In a letter sent today to Mr. Charles Dalfen, Chairman of the Canadian Radio-television and Telecommunications Commission (CRTC), Mr. Pierre Karl Péladeau, President and Chief Executive Officer of Quebecor Media, alleges that BCE is practicing “a blatant form of cross-subsidization” by allowing Bell ExpressVu to use substantial cash flow generated by a regulated enterprise, Bell Canada, to buy market share in Canada’s TV distribution market. Bell ExpressVu is a limited partnership in which BCE is the sole partner.
Mr. Péladeau’s letter states: “At the present time, Bell ExpressVu is spending colossal amounts of money to buy TV distribution market share. We estimate that Bell ExpressVu, and therefore BCE, has invested $1.2 billion since its launch and will invest an additional $500 million over the next two years to support the continued buying of market share at the pace to which we have grown accustomed in recent years. In five years, Bell ExpressVu has become the fourth largest TV distribution company in Canada, and if its current practices continue to be authorized it will dominate a market which the CRTC intended to be fully competitive. In other words, the dominant player in local telephone service will also become the dominant player in TV distribution.”
Mr. Péladeau recalled that in April 1997, when the CRTC approved the transfer of effective control over Bell ExpressVu to BCE, concerns were raised about cross-subsidization by Bell Canada, prompting the CRTC to observe: “In this regard, the Commission considers that, in the context of its jurisdiction under the Telecommunications Act, appropriate mechanisms already exist to prevent cross-subsidization of ExpressVu's operations by Bell Canada.” Mr. Péladeau concluded by asking the Chairman of the CRTC whether he intends “to activate these mechanisms in order to end a situation which we believe clearly contradicts the public interest.”

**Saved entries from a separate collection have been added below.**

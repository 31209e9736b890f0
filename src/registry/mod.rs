//! # Registry Infrastructure
//!
//! The registries that make up a core, plus the process-wide multiton
//! that holds the cores themselves.
//!
//! ## Available Registries
//!
//! - **ViewRegistry**: observer lists and mediators; performs broadcast
//! - **CommandRegistry**: notification-name to command-factory bindings
//! - **ProxyRegistry**: named data holders with lifecycle hooks
//! - **CoreRegistry**: process-wide key to core-bundle multiton
//!
//! ## Architecture
//!
//! ```text
//! CoreRegistry (process-wide)
//! └── key → Facade
//!           ├── ProxyRegistry    (data holders)
//!           ├── ViewRegistry     (observers + mediators, broadcast)
//!           └── CommandRegistry  (command bindings, wired into the view)
//! ```

pub mod command_registry;
pub mod core_registry;
pub mod proxy_registry;
pub mod view_registry;

// Re-export main types for easy access
pub use command_registry::CommandRegistry;
pub use core_registry::CoreRegistry;
pub use proxy_registry::ProxyRegistry;
pub use view_registry::ViewRegistry;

At Quebecor Inc.’s annual shareholders’ meeting, held today in Montreal, Mr. Péladeau also decried some of Bell ExpressVu’s practices, such as allowing customers to buy two decoders for two different addresses and pay for programming service only once, depriving the specialty channels of their rightful revenues, and offering specialty channels that belong to the BCE family, such as RDS, at lower rates than what Vidéotron must pay for the same channels, bearing in mind that, as an analog cable television operator, Vidéotron is required by the CRTC to carry RDS. Mr. Péladeau declared: “We intend to file complaints against Bell in order to end these practices.”
Mr. Péladeau stated that “Vidéotron is operating in a particularly fierce and aggressive competitive environment, so much so that we consider it to be unfair competition.” He added: “It is therefore unthinkable that Canada’s largest corporation should compete with us by means of practices that place the other players in the industry in a financially untenable position.”
Quebecor Media Inc., a subsidiary of Quebecor Inc. (TSE: QBR.A, QBR.B), has operations in Canada, the United States, Chile, France, Spain, Italy and the UK. It is engaged in newspaper publishing (Sun Media Corporation), cable television (Vidéotron ltée), broadcasting (TVA Group Inc.), Web technology and integration (Nurun Inc. and Mindready Solutions Inc.), Internet portals (Netgraphe Inc.), books and magazines (Publicor and TVA Publishing Inc.), retailing of cultural products (Archambault Group Inc. and Le SuperClub Vidéotron ltée) and business telecommunications (Vidéotron Télécom ltée).